◆ **Dataset entries**:
***
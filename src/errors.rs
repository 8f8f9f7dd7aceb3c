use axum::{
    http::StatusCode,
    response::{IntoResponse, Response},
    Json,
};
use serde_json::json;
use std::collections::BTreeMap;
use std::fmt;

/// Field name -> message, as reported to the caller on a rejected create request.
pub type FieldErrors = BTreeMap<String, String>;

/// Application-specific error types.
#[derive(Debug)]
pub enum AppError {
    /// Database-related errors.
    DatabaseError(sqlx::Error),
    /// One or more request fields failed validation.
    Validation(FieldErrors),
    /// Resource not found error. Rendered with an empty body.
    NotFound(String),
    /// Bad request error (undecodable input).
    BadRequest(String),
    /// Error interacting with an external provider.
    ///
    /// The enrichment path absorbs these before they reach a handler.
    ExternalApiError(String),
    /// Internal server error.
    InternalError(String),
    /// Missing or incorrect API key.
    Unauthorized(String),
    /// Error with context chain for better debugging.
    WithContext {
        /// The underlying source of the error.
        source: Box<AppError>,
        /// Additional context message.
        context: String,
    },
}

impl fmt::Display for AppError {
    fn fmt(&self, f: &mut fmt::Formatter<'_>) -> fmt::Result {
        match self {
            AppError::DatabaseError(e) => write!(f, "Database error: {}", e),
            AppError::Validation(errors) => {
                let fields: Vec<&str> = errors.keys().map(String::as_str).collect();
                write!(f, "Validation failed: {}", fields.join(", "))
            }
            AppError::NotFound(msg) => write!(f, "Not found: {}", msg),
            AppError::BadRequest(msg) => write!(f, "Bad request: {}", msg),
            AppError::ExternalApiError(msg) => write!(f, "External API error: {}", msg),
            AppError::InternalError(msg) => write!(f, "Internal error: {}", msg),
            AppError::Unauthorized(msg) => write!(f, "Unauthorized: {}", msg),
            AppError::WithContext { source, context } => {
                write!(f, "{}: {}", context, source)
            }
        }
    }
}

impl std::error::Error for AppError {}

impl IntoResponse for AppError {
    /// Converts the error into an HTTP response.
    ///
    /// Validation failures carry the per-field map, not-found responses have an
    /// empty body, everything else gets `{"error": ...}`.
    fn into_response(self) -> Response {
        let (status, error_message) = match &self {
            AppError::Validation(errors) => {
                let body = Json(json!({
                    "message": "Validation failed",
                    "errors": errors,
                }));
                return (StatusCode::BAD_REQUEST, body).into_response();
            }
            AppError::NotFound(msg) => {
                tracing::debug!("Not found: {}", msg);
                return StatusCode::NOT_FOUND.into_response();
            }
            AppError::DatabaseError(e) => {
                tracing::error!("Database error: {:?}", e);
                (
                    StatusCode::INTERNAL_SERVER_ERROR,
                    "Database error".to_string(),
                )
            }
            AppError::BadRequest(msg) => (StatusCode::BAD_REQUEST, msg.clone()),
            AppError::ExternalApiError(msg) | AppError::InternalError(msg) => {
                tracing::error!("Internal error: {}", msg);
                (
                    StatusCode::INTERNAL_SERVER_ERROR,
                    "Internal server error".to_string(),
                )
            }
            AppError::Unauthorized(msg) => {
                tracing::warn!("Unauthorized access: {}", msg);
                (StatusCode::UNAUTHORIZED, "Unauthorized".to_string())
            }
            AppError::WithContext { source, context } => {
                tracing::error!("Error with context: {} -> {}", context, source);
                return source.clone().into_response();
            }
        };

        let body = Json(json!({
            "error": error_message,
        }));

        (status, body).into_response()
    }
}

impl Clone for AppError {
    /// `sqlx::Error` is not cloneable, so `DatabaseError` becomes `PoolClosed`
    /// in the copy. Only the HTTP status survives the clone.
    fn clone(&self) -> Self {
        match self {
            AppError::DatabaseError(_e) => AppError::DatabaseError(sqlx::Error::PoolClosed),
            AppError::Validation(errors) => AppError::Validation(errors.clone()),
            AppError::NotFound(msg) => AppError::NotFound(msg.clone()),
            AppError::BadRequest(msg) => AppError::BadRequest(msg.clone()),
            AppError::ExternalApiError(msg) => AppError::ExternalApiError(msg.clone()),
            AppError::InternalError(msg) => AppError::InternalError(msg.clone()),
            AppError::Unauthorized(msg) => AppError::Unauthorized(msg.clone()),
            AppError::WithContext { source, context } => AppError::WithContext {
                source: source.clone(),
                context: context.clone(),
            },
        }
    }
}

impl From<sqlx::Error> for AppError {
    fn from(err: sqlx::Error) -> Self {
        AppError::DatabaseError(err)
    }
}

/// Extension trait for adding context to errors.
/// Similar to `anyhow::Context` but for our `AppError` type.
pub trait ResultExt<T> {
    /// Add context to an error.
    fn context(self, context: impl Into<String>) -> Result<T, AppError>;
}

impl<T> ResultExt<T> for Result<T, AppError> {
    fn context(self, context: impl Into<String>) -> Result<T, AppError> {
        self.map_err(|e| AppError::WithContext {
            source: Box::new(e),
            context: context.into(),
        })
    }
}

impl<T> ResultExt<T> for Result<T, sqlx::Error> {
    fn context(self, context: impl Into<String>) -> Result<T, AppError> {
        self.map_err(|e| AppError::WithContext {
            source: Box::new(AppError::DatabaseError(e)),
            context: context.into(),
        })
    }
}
***
◆ **TASK DIRECTIONS**: Read the entries and pick out all lines that include the word "write".

◆ **FINISHED TASK**:
            AppError::DatabaseError(e) => write!(f, "Database error: {}", e),
                write!(f, "Validation failed: {}", fields.join(", "))
            AppError::NotFound(msg) => write!(f, "Not found: {}", msg),
            AppError::BadRequest(msg) => write!(f, "Bad request: {}", msg),
            AppError::ExternalApiError(msg) => write!(f, "External API error: {}", msg),
            AppError::InternalError(msg) => write!(f, "Internal error: {}", msg),
            AppError::Unauthorized(msg) => write!(f, "Unauthorized: {}", msg),
                write!(f, "{}: {}", context, source)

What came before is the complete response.